# Fibonacci identity

The Fibonacci numbers, given by $f_0 = 1$, $f_1 = 1$ and $f_n = f_{n-1} + f_{n-2}$, for $n \geq 2$ have many interesting properties. Many of these interesting properties can be easily proven combinatorially by interpreting the Fibonacci numbers as the number of ways,to tile a $1\times n$ board with squares ($1\times 1$ tiles) and dominoes ($1\times 2$ tiles). This interpretation has been generalized to interpret recurrence relations with nonnegative integer coecients and initial conditions.

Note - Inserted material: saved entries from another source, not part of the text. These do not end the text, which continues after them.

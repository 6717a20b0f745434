// navball_sim/src/simulation/plugins/vehicle/mod.rs

use nalgebra::UnitQuaternion;
use rand_distr::{Distribution, Normal};
use serde_json::json;
use std::time::Duration;

use crate::prelude::*;
use crate::simulation::core::prng::SimulationRng;
use crate::simulation::core::transforms::{enu_quat_to_sample, enu_velocity_to_sample};

// =========================================================================
// == Topic Names ==
// =========================================================================

pub const ATTITUDE_TOPIC: &str = "/vehicle/attitude";
pub const IMU_TOPIC: &str = "/imu/orientation";
pub const VELOCITY_TOPIC: &str = "/vehicle/velocity";
pub const DIAGNOSTICS_TOPIC: &str = "/diagnostics";
const DIAGNOSTICS_SCHEMA: &str = "DiagnosticArray";

// =========================================================================
// == Ground Truth Motion ==
// =========================================================================

/// The vehicle's true ENU attitude `t` seconds into the run: a slow yaw
/// with pitch and roll oscillating on top.
pub fn attitude_at(t: f64) -> UnitQuaternion<f64> {
    let yaw = 0.2 * t;
    let pitch = 0.35 * (0.5 * t).sin();
    let roll = 0.5 * (0.3 * t).sin();
    UnitQuaternion::from_euler_angles(roll, pitch, yaw)
}

/// The vehicle's ENU velocity at `t`. It moves along its yaw, and stands
/// still for half of every cycle so the heading indicator gets hidden too.
pub fn velocity_at(t: f64) -> [f64; 3] {
    let speed = (0.1 * t).sin().max(0.0) * 10.0;
    let yaw = 0.2 * t;
    [speed * yaw.cos(), speed * yaw.sin(), 0.0]
}

// =========================================================================
// == Vehicle Resource & Plugin ==
// =========================================================================

#[derive(Resource)]
pub struct SimulatedVehicle {
    attitude_timer: Timer,
    imu_timer: Timer,
    velocity_timer: Timer,
    diagnostics_timer: Timer,
    /// Per-axis attitude noise for the IMU topic; `None` publishes it clean.
    imu_noise: Option<Normal<f64>>,
}

impl SimulatedVehicle {
    pub fn from_settings(settings: &VehicleSettings) -> Self {
        let imu_noise = match Normal::new(0.0, settings.imu_noise_std_rad) {
            Ok(noise) => Some(noise),
            Err(e) => {
                warn!(
                    "Invalid IMU noise {} ({}), publishing it noise-free.",
                    settings.imu_noise_std_rad, e
                );
                None
            }
        };
        Self {
            attitude_timer: rate_timer(settings.attitude_rate_hz),
            imu_timer: rate_timer(settings.imu_rate_hz),
            velocity_timer: rate_timer(settings.velocity_rate_hz),
            diagnostics_timer: rate_timer(1.0),
            imu_noise,
        }
    }
}

/// Rates outside `[MIN_RATE_HZ, MAX_RATE_HZ]` are clamped; non-positive or
/// non-finite rates fall back to 1 Hz.
const MIN_RATE_HZ: f32 = 1e-3;
const MAX_RATE_HZ: f32 = 1e6;

fn rate_timer(rate_hz: f32) -> Timer {
    let rate = if rate_hz.is_finite() && rate_hz > 0.0 {
        rate_hz.clamp(MIN_RATE_HZ, MAX_RATE_HZ)
    } else {
        1.0
    };
    Timer::new(Duration::from_secs_f32(1.0 / rate), TimerMode::Repeating)
}

pub struct SimulatedVehiclePlugin;

impl Plugin for SimulatedVehiclePlugin {
    fn build(&self, app: &mut App) {
        app.add_systems(Startup, spawn_vehicle_topics)
            .add_systems(
                Update,
                publish_vehicle_telemetry.in_set(NavballSet::Telemetry),
            );
    }
}

// =========================================================================
// == Systems ==
// =========================================================================

fn spawn_vehicle_topics(
    mut commands: Commands,
    settings: Res<AppSettings>,
    mut bus: ResMut<TelemetryBus>,
) {
    let capacity = settings.vehicle.buffer_capacity;
    let orientation = &settings.schemas.orientation;
    let heading = &settings.schemas.heading;

    bus.create_topic(ATTITUDE_TOPIC, orientation, capacity);
    bus.create_topic(IMU_TOPIC, orientation, capacity);
    bus.create_topic(VELOCITY_TOPIC, heading, capacity);
    bus.create_topic(DIAGNOSTICS_TOPIC, DIAGNOSTICS_SCHEMA, capacity);

    info!(
        "Simulated vehicle publishing attitude at {:.1} Hz, IMU at {:.1} Hz, velocity at {:.1} Hz",
        settings.vehicle.attitude_rate_hz,
        settings.vehicle.imu_rate_hz,
        settings.vehicle.velocity_rate_hz
    );
    commands.insert_resource(SimulatedVehicle::from_settings(&settings.vehicle));
}

/// Ticks every publisher and pushes the samples that are due onto the bus.
fn publish_vehicle_telemetry(
    time: Res<Time>,
    vehicle: Option<ResMut<SimulatedVehicle>>,
    mut bus: ResMut<TelemetryBus>,
    mut rng: ResMut<SimulationRng>,
) {
    let Some(mut vehicle) = vehicle else {
        return;
    };
    let delta = time.delta();
    let t = time.elapsed_secs_f64();

    if vehicle.attitude_timer.tick(delta).just_finished() {
        publish_sample(&mut bus, ATTITUDE_TOPIC, &enu_quat_to_sample(&attitude_at(t)));
    }

    if vehicle.imu_timer.tick(delta).just_finished() {
        let mut measured = attitude_at(t);
        if let Some(noise) = vehicle.imu_noise {
            let rng = &mut rng.0;
            let error = UnitQuaternion::from_euler_angles(
                noise.sample(rng),
                noise.sample(rng),
                noise.sample(rng),
            );
            measured *= error;
        }
        publish_sample(&mut bus, IMU_TOPIC, &enu_quat_to_sample(&measured));
    }

    if vehicle.velocity_timer.tick(delta).just_finished() {
        let [east, north, up] = velocity_at(t);
        publish_sample(&mut bus, VELOCITY_TOPIC, &enu_velocity_to_sample(east, north, up));
    }

    if vehicle.diagnostics_timer.tick(delta).just_finished() {
        bus.publish(
            DIAGNOSTICS_TOPIC,
            json!({ "level": "OK", "message": "vehicle simulation running", "uptime_s": t }),
        );
    }
}

fn publish_sample<T: serde::Serialize>(bus: &mut TelemetryBus, topic: &str, sample: &T) {
    match serde_json::to_value(sample) {
        Ok(payload) => {
            bus.publish(topic, payload);
        }
        Err(e) => error!("Failed to encode sample for '{}': {}", topic, e),
    }
}

#[cfg(test)]
mod tests {
    use super::*;
    use approx::assert_abs_diff_eq;
    use navball_core::extraction::heading_angle;
    use navball_core::messages::HeadingSample;

    #[test]
    fn timer_rates_are_kept_in_range() {
        assert_abs_diff_eq!(rate_timer(10.0).duration().as_secs_f32(), 0.1, epsilon = 1e-6);
        assert_abs_diff_eq!(rate_timer(1e-39).duration().as_secs_f32(), 1000.0, epsilon = 1e-2);
        assert!(rate_timer(1e9).duration() > Duration::ZERO);
        for rate in [0.0, -5.0, f32::NAN, f32::INFINITY] {
            assert_eq!(rate_timer(rate).duration(), Duration::from_secs(1));
        }
    }

    #[test]
    fn attitude_starts_level() {
        let q = attitude_at(0.0);
        assert_abs_diff_eq!(q.angle(), 0.0, epsilon = 1e-12);
    }

    #[test]
    fn velocity_follows_yaw_while_moving() {
        // At t = 5 the vehicle is moving with yaw 1 rad from east.
        let t = 5.0;
        let [east, north, up] = velocity_at(t);
        assert_eq!(up, 0.0);
        assert!(east.hypot(north) > 0.0);

        // heading_angle measures from north towards east.
        let angle = heading_angle(&HeadingSample::new(east, north, up)).unwrap();
        assert_abs_diff_eq!(angle, std::f64::consts::FRAC_PI_2 - 1.0, epsilon = 1e-9);
    }

    #[test]
    fn vehicle_stands_still_half_the_cycle() {
        // sin(0.1 t) < 0 for t in (10π, 20π).
        let [east, north, _] = velocity_at(15.0 * std::f64::consts::PI);
        assert_eq!(east, 0.0);
        assert_eq!(north, 0.0);
    }

    #[test]
    fn invalid_noise_disables_imu_noise() {
        let settings = VehicleSettings {
            imu_noise_std_rad: -1.0,
            ..Default::default()
        };
        assert!(SimulatedVehicle::from_settings(&settings).imu_noise.is_none());
        assert!(SimulatedVehicle::from_settings(&VehicleSettings::default())
            .imu_noise
            .is_some());
    }
}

Specially, $$g_n = \sum_{i = 1}^{k} a_ig_{n-i}$$ with the $a_i$s non-negative integers can be interpreted as the number of ways to tile a board of length $n$ with tiles of length $1$ through $k$, where tiles of length $i$ are given one of $a_i$ colors, and the rst tile is given a certain number of phases depending on the $a_i$ the initial conditions, and the length. Can you generalize this?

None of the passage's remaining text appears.